## Work order
Say nothing but the number of lines below in which the string "DatabaseConfig" appears.

## Dataset entries
--------------------

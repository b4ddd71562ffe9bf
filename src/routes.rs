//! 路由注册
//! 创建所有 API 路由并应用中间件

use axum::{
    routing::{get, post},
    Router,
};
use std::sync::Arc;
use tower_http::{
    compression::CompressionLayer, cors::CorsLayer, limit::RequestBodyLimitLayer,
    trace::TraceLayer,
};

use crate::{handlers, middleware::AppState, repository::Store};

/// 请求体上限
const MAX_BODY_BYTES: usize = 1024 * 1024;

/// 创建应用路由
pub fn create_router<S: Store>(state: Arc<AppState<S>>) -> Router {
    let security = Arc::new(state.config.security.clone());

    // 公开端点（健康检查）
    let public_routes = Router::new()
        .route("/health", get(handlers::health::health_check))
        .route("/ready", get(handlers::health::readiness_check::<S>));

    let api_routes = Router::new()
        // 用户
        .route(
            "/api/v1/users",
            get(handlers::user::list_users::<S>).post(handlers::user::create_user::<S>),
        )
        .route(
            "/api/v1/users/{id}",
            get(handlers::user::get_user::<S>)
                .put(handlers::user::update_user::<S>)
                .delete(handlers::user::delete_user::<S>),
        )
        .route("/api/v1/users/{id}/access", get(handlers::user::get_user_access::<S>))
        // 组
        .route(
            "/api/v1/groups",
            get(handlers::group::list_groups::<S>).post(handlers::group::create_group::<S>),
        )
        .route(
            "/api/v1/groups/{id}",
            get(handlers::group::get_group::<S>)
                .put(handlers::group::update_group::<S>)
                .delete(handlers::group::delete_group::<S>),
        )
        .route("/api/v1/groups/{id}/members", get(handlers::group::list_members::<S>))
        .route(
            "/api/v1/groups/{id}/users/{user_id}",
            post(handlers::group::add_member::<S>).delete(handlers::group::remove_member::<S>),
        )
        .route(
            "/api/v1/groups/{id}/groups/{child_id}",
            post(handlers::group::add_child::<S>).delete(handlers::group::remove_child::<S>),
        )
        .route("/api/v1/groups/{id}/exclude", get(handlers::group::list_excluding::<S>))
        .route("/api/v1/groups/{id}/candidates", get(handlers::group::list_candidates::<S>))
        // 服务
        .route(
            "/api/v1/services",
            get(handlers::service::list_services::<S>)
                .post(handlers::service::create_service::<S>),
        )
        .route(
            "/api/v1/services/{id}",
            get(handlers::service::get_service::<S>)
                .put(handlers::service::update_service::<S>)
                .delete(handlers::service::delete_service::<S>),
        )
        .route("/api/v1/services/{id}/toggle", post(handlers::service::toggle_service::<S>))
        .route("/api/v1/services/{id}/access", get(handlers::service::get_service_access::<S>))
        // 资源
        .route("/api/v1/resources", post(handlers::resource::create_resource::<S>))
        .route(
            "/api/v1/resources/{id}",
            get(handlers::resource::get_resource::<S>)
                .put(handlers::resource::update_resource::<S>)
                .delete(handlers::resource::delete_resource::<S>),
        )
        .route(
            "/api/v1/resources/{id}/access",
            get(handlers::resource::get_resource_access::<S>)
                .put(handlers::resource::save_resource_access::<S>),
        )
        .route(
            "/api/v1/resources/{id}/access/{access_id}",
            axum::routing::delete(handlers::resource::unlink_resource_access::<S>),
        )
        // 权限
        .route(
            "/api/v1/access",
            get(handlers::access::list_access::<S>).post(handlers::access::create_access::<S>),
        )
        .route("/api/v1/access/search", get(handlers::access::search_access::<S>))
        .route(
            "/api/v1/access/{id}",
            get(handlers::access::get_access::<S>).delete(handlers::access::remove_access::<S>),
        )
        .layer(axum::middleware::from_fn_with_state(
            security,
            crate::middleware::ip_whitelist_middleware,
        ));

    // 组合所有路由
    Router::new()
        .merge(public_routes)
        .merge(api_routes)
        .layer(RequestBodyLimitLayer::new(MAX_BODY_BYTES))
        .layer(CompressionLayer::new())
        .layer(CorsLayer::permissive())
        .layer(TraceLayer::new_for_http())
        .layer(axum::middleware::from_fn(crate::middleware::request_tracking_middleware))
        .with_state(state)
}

--------------------

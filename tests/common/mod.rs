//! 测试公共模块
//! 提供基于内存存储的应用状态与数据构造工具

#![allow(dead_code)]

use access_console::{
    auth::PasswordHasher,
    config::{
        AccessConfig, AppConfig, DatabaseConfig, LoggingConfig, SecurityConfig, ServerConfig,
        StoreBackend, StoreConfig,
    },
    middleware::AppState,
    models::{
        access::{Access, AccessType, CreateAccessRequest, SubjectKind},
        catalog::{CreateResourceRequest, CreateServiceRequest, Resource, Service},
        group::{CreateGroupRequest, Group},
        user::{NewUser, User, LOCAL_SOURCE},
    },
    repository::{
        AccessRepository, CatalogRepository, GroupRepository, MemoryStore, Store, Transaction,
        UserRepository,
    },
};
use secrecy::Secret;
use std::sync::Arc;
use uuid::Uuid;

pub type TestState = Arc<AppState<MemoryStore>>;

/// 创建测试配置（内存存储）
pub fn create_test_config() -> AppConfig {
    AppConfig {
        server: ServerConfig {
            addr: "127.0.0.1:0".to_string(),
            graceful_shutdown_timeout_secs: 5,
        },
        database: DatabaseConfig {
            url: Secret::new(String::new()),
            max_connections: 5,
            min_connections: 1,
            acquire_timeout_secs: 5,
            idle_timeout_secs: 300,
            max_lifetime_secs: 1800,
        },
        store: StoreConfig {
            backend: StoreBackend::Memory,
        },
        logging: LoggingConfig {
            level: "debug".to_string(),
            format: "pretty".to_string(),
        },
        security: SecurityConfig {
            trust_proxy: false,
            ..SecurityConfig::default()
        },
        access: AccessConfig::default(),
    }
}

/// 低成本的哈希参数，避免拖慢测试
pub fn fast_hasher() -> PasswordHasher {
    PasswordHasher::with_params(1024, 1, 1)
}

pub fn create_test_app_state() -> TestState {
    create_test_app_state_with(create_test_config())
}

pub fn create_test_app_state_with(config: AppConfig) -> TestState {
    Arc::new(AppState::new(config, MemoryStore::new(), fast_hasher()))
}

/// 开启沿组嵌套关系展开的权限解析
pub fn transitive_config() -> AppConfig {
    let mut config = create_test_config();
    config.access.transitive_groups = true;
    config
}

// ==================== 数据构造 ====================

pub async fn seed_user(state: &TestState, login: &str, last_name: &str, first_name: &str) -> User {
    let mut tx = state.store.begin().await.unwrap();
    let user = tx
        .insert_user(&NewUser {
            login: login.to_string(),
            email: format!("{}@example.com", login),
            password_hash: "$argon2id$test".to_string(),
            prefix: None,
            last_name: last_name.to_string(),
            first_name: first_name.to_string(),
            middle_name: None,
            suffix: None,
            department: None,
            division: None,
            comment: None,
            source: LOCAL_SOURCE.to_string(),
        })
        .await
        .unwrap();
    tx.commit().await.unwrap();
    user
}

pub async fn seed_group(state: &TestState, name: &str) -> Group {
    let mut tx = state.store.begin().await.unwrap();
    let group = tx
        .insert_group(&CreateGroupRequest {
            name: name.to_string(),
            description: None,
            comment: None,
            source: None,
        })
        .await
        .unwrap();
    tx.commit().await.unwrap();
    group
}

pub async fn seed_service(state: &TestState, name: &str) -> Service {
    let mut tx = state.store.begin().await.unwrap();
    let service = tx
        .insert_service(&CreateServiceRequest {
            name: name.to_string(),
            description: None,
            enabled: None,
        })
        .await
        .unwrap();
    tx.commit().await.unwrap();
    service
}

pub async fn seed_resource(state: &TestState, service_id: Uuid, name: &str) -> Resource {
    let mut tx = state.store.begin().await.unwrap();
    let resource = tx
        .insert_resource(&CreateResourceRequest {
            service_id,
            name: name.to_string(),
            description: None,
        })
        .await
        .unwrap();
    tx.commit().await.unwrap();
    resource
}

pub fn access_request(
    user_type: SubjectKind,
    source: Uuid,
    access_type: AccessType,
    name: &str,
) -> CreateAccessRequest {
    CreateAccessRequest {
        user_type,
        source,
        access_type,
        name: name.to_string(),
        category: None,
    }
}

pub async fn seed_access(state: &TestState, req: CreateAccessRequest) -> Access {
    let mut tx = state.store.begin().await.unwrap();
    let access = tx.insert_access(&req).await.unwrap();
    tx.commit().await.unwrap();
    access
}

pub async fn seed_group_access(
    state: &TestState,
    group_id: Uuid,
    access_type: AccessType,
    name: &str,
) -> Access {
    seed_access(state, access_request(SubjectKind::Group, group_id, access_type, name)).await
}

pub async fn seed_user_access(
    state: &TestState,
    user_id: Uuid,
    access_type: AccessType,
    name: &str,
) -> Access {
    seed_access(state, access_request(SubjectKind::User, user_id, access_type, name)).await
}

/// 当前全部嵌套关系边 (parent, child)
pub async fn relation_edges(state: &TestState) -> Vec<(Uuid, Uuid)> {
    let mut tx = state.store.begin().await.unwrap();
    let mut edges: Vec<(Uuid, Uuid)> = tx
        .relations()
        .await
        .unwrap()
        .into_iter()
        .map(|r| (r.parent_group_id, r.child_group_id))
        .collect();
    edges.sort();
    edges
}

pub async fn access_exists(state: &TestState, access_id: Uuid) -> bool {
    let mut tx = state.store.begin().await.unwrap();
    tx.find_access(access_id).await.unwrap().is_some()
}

--------------------

## Output
2